The physical interaction between humans and dog is fairly subtle, but I think it’s significant. The dog appears at moments that both reflect and amplify the anxieties of the human characters. We have no idea of where he came from, what his own story is. Then again, we don’t know that much about the humans’ backgrounds, either. We do know that every character has a function and a role in this community, contributive or extractive. The little dog, apparently, contributes by extracting anxiety — as a docile, obedient therapy animal, of sorts.
The fact that he doesn’t clearly contribute to the community makes him vulnerable, after all. It’s not like they need him for hunting or ratting or anything other than comforting his people at home. When Pearl, his owner and one of the central characters in this story, is in need of money, the only thing she has of value to pawn off is the little dog. And so she does, barely aware of what kind of future she may be condemning her formerly beloved pet. She knows the dog is inherently “worth” something… she just doesn’t necessarily understand why.
The adult viewer at the time, however, understands the gravity and peril of the situation all too well. Frankly, Little Dog has a greater chance of being resold as meat than as pet or even a “working” dog. Pearl has left the dog’s fate entirely up to chance, just like the public lottery tickets (also for resale) she bought with the money she got from selling her dog. This is the order of life in 1960s Taiwan. But while Pearl’s customers can scratch and just be out a bit of cash when they lose, Little Dog is in danger of losing his very life. That’s what makes the scene so devastating, even if the consequences are removed by several steps.
Nevertheless, it’s entirely to director Lee and his scriptwriter’s credit that they made sure to tie up loose ends and explain that yes, the dog was safely recovered after all. Who cares about the unlikely circumstances of his return — a neighbor happened to run into the anonymous dog-buyer and buy back the dog (at who knows what cost). I’m glad that director felt that Little Dog was important enough to include a resolution, since he could easily have just dropped him from the storyline as so often happens to film dogs… Lee, however, had a sense that the dog would matter to audiences, as he must have mattered to him.

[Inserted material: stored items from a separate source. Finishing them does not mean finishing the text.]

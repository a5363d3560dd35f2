use tracing_appender::non_blocking::WorkerGuard;
use tracing_subscriber::{EnvFilter, fmt, prelude::*};

/// Installs the global subscriber for one component (`lsp`, `cli`, ...).
///
/// Logs always go to a daily-rolling file under `~/.ticketlink/logs`. The
/// stderr layer is optional because the LSP owns stdout and most clients
/// surface stderr as noise.
pub fn init_logging(component: &str, to_stderr: bool) -> WorkerGuard {
    let home = dirs::home_dir().unwrap_or_else(|| ".".into());
    let log_dir = home.join(".ticketlink/logs");
    let _ = std::fs::create_dir_all(&log_dir);

    // Files look like lsp.log.2024-01-21
    let file_appender = tracing_appender::rolling::daily(&log_dir, component);
    let (non_blocking, guard) = tracing_appender::non_blocking(file_appender);

    let filter = EnvFilter::try_from_default_env().unwrap_or_else(|_| EnvFilter::new("info"));

    let file_layer = fmt::layer()
        .with_writer(non_blocking)
        .with_ansi(false)
        .with_target(true);

    let registry = tracing_subscriber::registry().with(filter).with(file_layer);

    if to_stderr {
        let stderr_layer = fmt::layer()
            .with_writer(std::io::stderr)
            .with_ansi(true)
            .with_target(false);
        registry.with(stderr_layer).init();
    } else {
        registry.init();
    }

    guard
}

For every potential dogeater in the audience, there was at least one who would find such practices gruesome and abhorrent. Lee took sides with the latter.
I first saw this pre dogblog days. Recently revisited, I was impressed by how much one could get out of just focusing on the dog. So very interesting to see concern for the canine given equal status as the urban underclass, the female, the ethnic minority, and other vulnerable groups — even as early as 1963, in postwar Taiwan, where one might assume that so many other things would matter more.